First I put them in a bowl –one of my favorites— (see the picture) and it’s made by Robert Brady in Berkeley (www.traxgallery.com) to admire. Nestled there, they lit up the darkness of winter. Even in sunny New Mexico we do have grey, overcast days. I also left some in the refrigerator so that they wouldn’t get slack and soft, and now that the official holidays are nearly over, my lemony lights will join them in the chill. I do treasure them so I know there’s a danger of keeping them far too long instead of using them, but I intend to overcome that, starting now. I know there are many things I can do with Meyer lemons, besides look at them.
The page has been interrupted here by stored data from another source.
//! Broker configuration.
//!
//! [`BrokerConfigToml`] mirrors the on-disk file with every field optional;
//! [`BrokerConfig`] is the resolved form the broker runs with.

use std::path::Path;
use std::path::PathBuf;
use std::time::Duration;

use serde::Deserialize;
use serde::Serialize;

use crate::error::BrokerError;

/// File name of the privileged helper, looked up next to the running executable.
pub const DEFAULT_HELPER_NAME: &str = "runas-helper";

pub const DEFAULT_PROBE_TIMEOUT: Duration = Duration::from_millis(3_000);

pub const DEFAULT_REPLY_READ_TIMEOUT: Duration = Duration::from_millis(500);

/// Bound on writing a run request to a helper that is not draining its stdin.
pub const DEFAULT_REQUEST_WRITE_TIMEOUT: Duration = Duration::from_millis(1_000);

/// Environment variables passed through to the helper. Everything else is dropped.
pub const DEFAULT_FORWARD_ENV: [&str; 3] = ["PATH", "LANG", "LC_ALL"];

#[derive(Serialize, Deserialize, Debug, Clone, Default, PartialEq, Eq)]
#[serde(deny_unknown_fields)]
pub struct BrokerConfigToml {
    /// Absolute path of the helper binary. Overrides `helper_name`.
    pub helper_path: Option<PathBuf>,

    /// Helper file name resolved against the broker's own install directory.
    pub helper_name: Option<String>,

    /// How long an authenticate-only attempt waits for the helper to exit.
    pub probe_timeout_ms: Option<u64>,

    /// Upper bound for reading the reply frame once the helper has exited.
    pub reply_read_timeout_ms: Option<u64>,

    /// How long an authenticate-and-run attempt may spend writing its request.
    pub request_write_timeout_ms: Option<u64>,

    pub forward_env: Option<Vec<String>>,
}

#[derive(Debug, Clone, PartialEq, Eq)]
pub struct BrokerConfig {
    pub helper_path: Option<PathBuf>,
    pub helper_name: String,
    pub probe_timeout: Duration,
    pub reply_read_timeout: Duration,
    pub request_write_timeout: Duration,
    pub forward_env: Vec<String>,
}

impl Default for BrokerConfig {
    fn default() -> Self {
        Self {
            helper_path: None,
            helper_name: DEFAULT_HELPER_NAME.to_string(),
            probe_timeout: DEFAULT_PROBE_TIMEOUT,
            reply_read_timeout: DEFAULT_REPLY_READ_TIMEOUT,
            request_write_timeout: DEFAULT_REQUEST_WRITE_TIMEOUT,
            forward_env: Vec::from(DEFAULT_FORWARD_ENV.map(str::to_string)),
        }
    }
}

impl BrokerConfig {
    /// Read and resolve a TOML config file.
    pub fn load(path: &Path) -> Result<Self, BrokerError> {
        let contents = std::fs::read_to_string(path).map_err(|err| {
            BrokerError::config(format!("failed to read {}: {err}", path.display()))
        })?;
        Self::from_toml_str(&contents)
    }

    pub fn from_toml_str(contents: &str) -> Result<Self, BrokerError> {
        let config_toml: BrokerConfigToml = toml::from_str(contents)
            .map_err(|err| BrokerError::config(format!("invalid broker config: {err}")))?;
        Self::try_from(config_toml)
    }

    /// Config that runs the helper at an explicit absolute path.
    pub fn with_helper_path(helper_path: impl Into<PathBuf>) -> Self {
        Self {
            helper_path: Some(helper_path.into()),
            ..Self::default()
        }
    }
}

impl TryFrom<BrokerConfigToml> for BrokerConfig {
    type Error = BrokerError;

    fn try_from(config_toml: BrokerConfigToml) -> Result<Self, Self::Error> {
        let BrokerConfigToml {
            helper_path,
            helper_name,
            probe_timeout_ms,
            reply_read_timeout_ms,
            request_write_timeout_ms,
            forward_env,
        } = config_toml;

        if let Some(path) = &helper_path
            && !path.is_absolute()
        {
            return Err(BrokerError::config(format!(
                "helper_path must be absolute, got {}",
                path.display()
            )));
        }

        let defaults = Self::default();
        let helper_name = match helper_name {
            Some(name) if name.is_empty() || name.contains(std::path::MAIN_SEPARATOR) => {
                return Err(BrokerError::config(format!(
                    "helper_name must be a bare file name, got {name:?}"
                )));
            }
            Some(name) => name,
            None => defaults.helper_name,
        };

        Ok(Self {
            helper_path,
            helper_name,
            probe_timeout: probe_timeout_ms
                .map(Duration::from_millis)
                .unwrap_or(defaults.probe_timeout),
            reply_read_timeout: reply_read_timeout_ms
                .map(Duration::from_millis)
                .unwrap_or(defaults.reply_read_timeout),
            request_write_timeout: request_write_timeout_ms
                .map(Duration::from_millis)
                .unwrap_or(defaults.request_write_timeout),
            forward_env: forward_env.unwrap_or(defaults.forward_env),
        })
    }
}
There are lemon sorbets and ice creams to make, lemon curd and lemon tarts, which David Lebowitz (www.davidlebowitz.com) has recently written about, or, turning to one of my favorite dessert books, Lindsey Shere’s Chez Panisse Desserts, I’m reminded of how to make a Meyer Lemon Meringue Pie and her Meyer lemon Ice Cream. And of course these fragrant fruits can be used wherever lemons are called for. For the moment, though, I will use at least some my lemons in sauces and vinaigrettes as the holidays have brought a surfeit of sweets and the beginning of the New Year does inspire a break.
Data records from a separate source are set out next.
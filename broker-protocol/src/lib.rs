//! Wire protocol spoken between the broker and the privileged `runas-helper`.
//!
//! The broker never authenticates anyone itself. It starts the helper with piped
//! stdio, writes exactly one request frame to the helper's stdin and, for probe
//! requests only, reads exactly one reply frame from the helper's stdout.
//!
//! A frame is a little-endian `u32` byte count followed by that many bytes of UTF-8
//! JSON. Requests are JSON objects; replies are a two element array
//! `[tag, payload]` whose tag selects how the payload is interpreted.
//!
//! ### Probe flow
//!
//! Broker      Helper
//!   |
//!   o--(spawn)-->o
//!   |            |
//!   o--(AuthOnly)->o
//!   |            |
//!   |            o--(pam)
//!   |            |
//!   o<-[tag, payload]--o
//!   |            |
//!   o<--(exit 0)-x
//!
//! ### Run flow
//!
//! Broker      Helper          Worker
//!   |
//!   o--(spawn -q)-->o
//!   |               |
//!   o--(AuthAndRun)->o
//!   |               |
//!   x               o--(setuid, exec)-->o
//!                                       |
//!  (caller owns the worker from here)   .
//!
mod frame;
mod request;
mod response;

pub use frame::FrameError;
pub use frame::MAX_FRAME_SIZE;
pub use frame::read_frame;
pub use frame::write_frame;
pub use request::AuthRequest;
pub use request::Secret;
pub use response::AuthResponse;
pub use response::ProtocolError;
pub use response::ReplyTag;
pub use response::encode_reply;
So here’s a simple Meyer lemon sauce from Local Flavors, Cooking and Eating from America’s Farmers Markets, that I’m inclined to spoon over avocado and pomelo salads, toss with shaved fennel, or spoon over poached or roasted fish or use to dress a frikeh and beet salad—on the menu for tomorrow, I think. In short,  you can use this sauce wherever you want a complex tasting but simply made dressing. Now is one time I splurge on buying fresh tarragon, as mine has crisped up and fallen away with winter and its freezing temperatures.

 

Meyer Lemon Sauce with Tarragon

Makes 1/3 to 1/2-cup.

1 large Meyer lemon

1 shallot, finely diced

sea salt and freshly ground pepper

2 tablespoons extra-virgin olive oil, or more, to taste

2 tablespoons fresh tarragon leaves, finely chopped

 

Remove the zest, juice the lemon and put both in a small bowl with the shallot, and 1/4 teaspoon salt. Let stand for several minutes, then whisk in the oil and add the tarragon. Season with a little freshly ground pepper. Taste and add more oil if needed. Meyer lemons are generally sweeter and less acidic than Eurekas so 2 tablespoons might be enough.